Target around 8 chunks (fullChunkTargetChunks / streamChunkTargetChunks), clamped to a practical range.
Effective sizes: ceil(docChars / target) clamped to [8k, 32k] for characters and [150, 350] for lines.
Disable with fullChunkAdaptive: false or streamChunkAdaptive: false and pass fixed *SizeChars/*SizeLines.
Optionally cap the number of chunks with fullChunkMaxChunks.

Notes:

Adaptive sizing reduces the chance of over-chunking at ~100k+ where orchestration cost can dominate.
Even with adaptive sizing, one-shot full parse (S5) can remain faster for some inputs. Validate on your data.

How to reproduce

Build and run the matrix:

npm run build
node scripts/perf-matrix.mjs

Optional: Sweep non-stream chunked settings on your own content:

npm run build
node scripts/full-vs-chunked-sweep.mjs

These scripts print best-per-size summaries and can export JSON by setting PERF_JSON=1.

When publishing or comparing benchmark numbers, include:

Node.js version
CPU and OS/platform
benchmark version
commit SHA for this repository
baseline package versions
content generator or fixture source
warmup/iteration settings from the harness

Baseline: markdown-it (JS) example

For parity, we include the upstream markdown-it as a baseline in the matrix (scenario M1):

import MarkdownIt from 'markdown-it'

const md = new MarkdownIt()
const tokens = md.parse('# Title\n\nHello', {})
const html = md.render('# Title\n\nHello')

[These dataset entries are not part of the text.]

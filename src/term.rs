use std::io::{stdout, Stdout, Write};
use std::time::Duration;

use anyhow::{bail, Context, Result};
use crossterm::event::{poll, read, Event, KeyEvent};
use crossterm::style::{Color, Print, ResetColor, SetBackgroundColor, SetForegroundColor};
use crossterm::terminal::{ClearType, EnterAlternateScreen, LeaveAlternateScreen};
use crossterm::{cursor, execute, queue, terminal};

use crate::config::GameConfig;
use crate::render::{shade, Renderer, Shade, Snapshot, Square};
use crate::snake::Cell;

const LIGHT_SQUARE: Color = Color::Rgb { r: 224, g: 255, b: 255 };
const DARK_SQUARE: Color = Color::White;
const SNAKE_BODY: Color = Color::Cyan;
const SNAKE_HEAD: Color = Color::DarkCyan;
const FOOD: Color = Color::Rgb { r: 255, g: 69, b: 0 };
const BORDER: Color = Color::Grey;

const FOOD_CHAR: char = 'O';
const DEAD_SNAKE_CHAR: char = 'X';

/// Owns the terminal: raw mode, key polling and drawing the board.
pub struct TermManager {
    width: u16,
    height: u16,
    stdout: Stdout,
    square_size: u16,
    grid: (u16, u16),
    origin: (u16, u16),
}

impl TermManager {
    /// Fails if the terminal is too small to hold the configured grid.
    pub fn new(config: &GameConfig) -> Result<Self> {
        let (width, height) = terminal::size().context("Error reading terminal size")?;

        // Border on every side, one status line above.
        let board_w = u32::from(config.grid_width) * u32::from(config.square_size) + 2;
        let board_h = u32::from(config.grid_height) + 3;
        if board_w > u32::from(width) || board_h > u32::from(height) {
            bail!(
                "terminal is {}x{} but the {}x{} grid needs at least {}x{}",
                width,
                height,
                config.grid_width,
                config.grid_height,
                board_w,
                board_h
            );
        }

        let origin = ((width - board_w as u16) / 2, (height - board_h as u16) / 2);
        Ok(TermManager {
            width,
            height,
            stdout: stdout(),
            square_size: config.square_size,
            grid: (config.grid_width, config.grid_height),
            origin,
        })
    }

    pub fn setup(&mut self) -> Result<()> {
        execute!(self.stdout, EnterAlternateScreen).context("Error entering alt screen")?;
        terminal::enable_raw_mode().context("Error setting raw mode")?;
        execute!(self.stdout, cursor::Hide, cursor::DisableBlinking)
            .context("Error hiding cursor")?;
        Ok(())
    }

    pub fn restore(&mut self) -> Result<()> {
        terminal::disable_raw_mode().context("Error unsetting raw mode")?;
        execute!(
            self.stdout,
            ResetColor,
            cursor::Show,
            cursor::EnableBlinking,
            LeaveAlternateScreen
        )
        .context("Error leaving alt screen")?;
        Ok(())
    }

    pub fn read_key_blocking(&self) -> Result<KeyEvent> {
        loop {
            if let Event::Key(ev) = read()? {
                return Ok(ev);
            }
        }
    }

    /// Waits up to `timeout` for a key press; `None` waits indefinitely.
    pub fn poll_key(&self, timeout: Option<Duration>) -> Result<Option<KeyEvent>> {
        let timeout = match timeout {
            Some(t) => t,
            None => return self.read_key_blocking().map(Some),
        };

        if poll(timeout)? {
            if let Event::Key(ev) = read()? {
                return Ok(Some(ev));
            }
        }
        Ok(None)
    }

    pub fn flush(&mut self) -> Result<()> {
        self.stdout.flush().context("Error flushing")
    }

    ///////////////////////////////////////////////////////////////////////////

    fn draw_borders(&mut self) -> Result<()> {
        let width = self.grid.0 * self.square_size + 2;
        let height = self.grid.1 + 2;
        let (left, top) = (self.origin.0, self.origin.1 + 1);

        let horizontal: String = (0..width)
            .map(|x| if x == 0 || x == width - 1 { '+' } else { '-' })
            .collect();

        queue!(self.stdout, ResetColor, SetForegroundColor(BORDER))?;
        queue!(self.stdout, cursor::MoveTo(left, top), Print(&horizontal))?;
        queue!(self.stdout, cursor::MoveTo(left, top + height - 1), Print(&horizontal))?;
        for y in 1..height - 1 {
            queue!(self.stdout, cursor::MoveTo(left, top + y), Print('|'))?;
            queue!(self.stdout, cursor::MoveTo(left + width - 1, top + y), Print('|'))?;
        }
        Ok(())
    }

    fn draw_square(&mut self, x: u16, y: u16, square: Square, dead: bool) -> Result<()> {
        let (background, foreground, ch) = match square {
            Square::Empty(Shade::Light) => (LIGHT_SQUARE, LIGHT_SQUARE, ' '),
            Square::Empty(Shade::Dark) => (DARK_SQUARE, DARK_SQUARE, ' '),
            Square::Body => (SNAKE_BODY, SNAKE_BODY, ' '),
            Square::Head if dead => (SNAKE_HEAD, Color::White, DEAD_SNAKE_CHAR),
            Square::Head => (SNAKE_HEAD, SNAKE_HEAD, ' '),
            Square::Food => (shade_color(x, y), FOOD, FOOD_CHAR),
        };

        let (offset, _) = Cell::new(i32::from(x), i32::from(y)).to_presentation(self.square_size);
        let column = self.origin.0 + 1 + offset as u16;
        let row = self.origin.1 + 2 + y;
        let glyph = format!("{ch: ^width$}", ch = ch, width = self.square_size as usize);
        queue!(
            self.stdout,
            cursor::MoveTo(column, row),
            SetBackgroundColor(background),
            SetForegroundColor(foreground),
            Print(glyph)
        )?;
        Ok(())
    }
}

impl Renderer for TermManager {
    fn draw(&mut self, frame: &Snapshot<'_>) -> Result<()> {
        let dead = frame.is_over();
        let squares = frame.squares();
        let width = frame.grid_width.max(1) as usize;

        let (left, top) = self.origin;
        queue!(self.stdout, ResetColor, cursor::MoveTo(left, top))?;
        queue!(self.stdout, terminal::Clear(ClearType::CurrentLine), Print(frame.status_line()))?;
        self.draw_borders()?;

        for (i, square) in squares.into_iter().enumerate() {
            self.draw_square((i % width) as u16, (i / width) as u16, square, dead)?;
        }

        queue!(self.stdout, ResetColor)?;
        self.flush()
    }

    fn clear(&mut self) -> Result<()> {
        execute!(self.stdout, ResetColor, terminal::Clear(ClearType::All))
            .context("Error clearing")?;
        Ok(())
    }

    /// Centered box of lines over whatever is on screen.
    fn show_message(&mut self, lines: &[&str]) -> Result<()> {
        let msg_height = (lines.len() + 2) as u16;
        let msg_width = (lines.iter().map(|x| x.chars().count()).max().unwrap_or(0) + 4) as u16;
        let center = (self.width / 2, self.height / 2);
        let top_left = (
            center.0.saturating_sub(msg_width / 2),
            center.1.saturating_sub(msg_height / 2),
        );

        queue!(self.stdout, SetBackgroundColor(Color::Black), SetForegroundColor(Color::White))?;
        let blank = " ".repeat(msg_width as usize);
        queue!(self.stdout, cursor::MoveTo(top_left.0, top_left.1), Print(&blank))?;
        for (i, line) in lines.iter().enumerate() {
            let padded_line = format!("{line: ^width$}", line = line, width = msg_width as usize);
            let y = top_left.1 + i as u16 + 1;
            queue!(self.stdout, cursor::MoveTo(top_left.0, y), Print(padded_line))?;
        }
        let bottom = top_left.1 + msg_height - 1;
        queue!(self.stdout, cursor::MoveTo(top_left.0, bottom), Print(&blank))?;
        queue!(self.stdout, ResetColor)?;

        self.flush()
    }
}

fn shade_color(x: u16, y: u16) -> Color {
    match shade(x, y) {
        Shade::Light => LIGHT_SQUARE,
        Shade::Dark => DARK_SQUARE,
    }
}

See the latest auto-generated numbers in docs/perf-latest.md.

Remark parse (parse-only)

We also include a Remark parser scenario (R1) to compare pure parse throughput. It exercises:

import { unified } from 'unified'
import remarkParse from 'remark-parse'

const u = unified().use(remarkParse)
const tree = u.parse('# Title\n\nHello')

Notes:

This measures parse only (no HTML render). It appears in the perf matrix as R1 when unified and remark-parse are installed.
Install deps once: pnpm add -D unified remark-parse.
Run the matrix as usual: npm run perf:matrix.

Regenerate the report in CI

You can refresh docs/perf-latest.md on demand via GitHub Actions:

Go to your repository on GitHub → Actions → “Perf Report” → “Run workflow”.
Optional inputs:
- ref: branch/tag/SHA to run against (defaults to current branch)
- node-version: Node.js version (default 20)
- package-manager: pnpm or npm (default pnpm)

The workflow will install deps, run perf:generate, upload the files as an artifact, and commit/push docs/perf-latest.md and docs/perf-latest.json if they changed.

Chinese version (zh-CN):

Run “Perf Report (zh-CN)” workflow. It executes perf:generate:zh and updates docs/perf-latest.zh-CN.md similarly.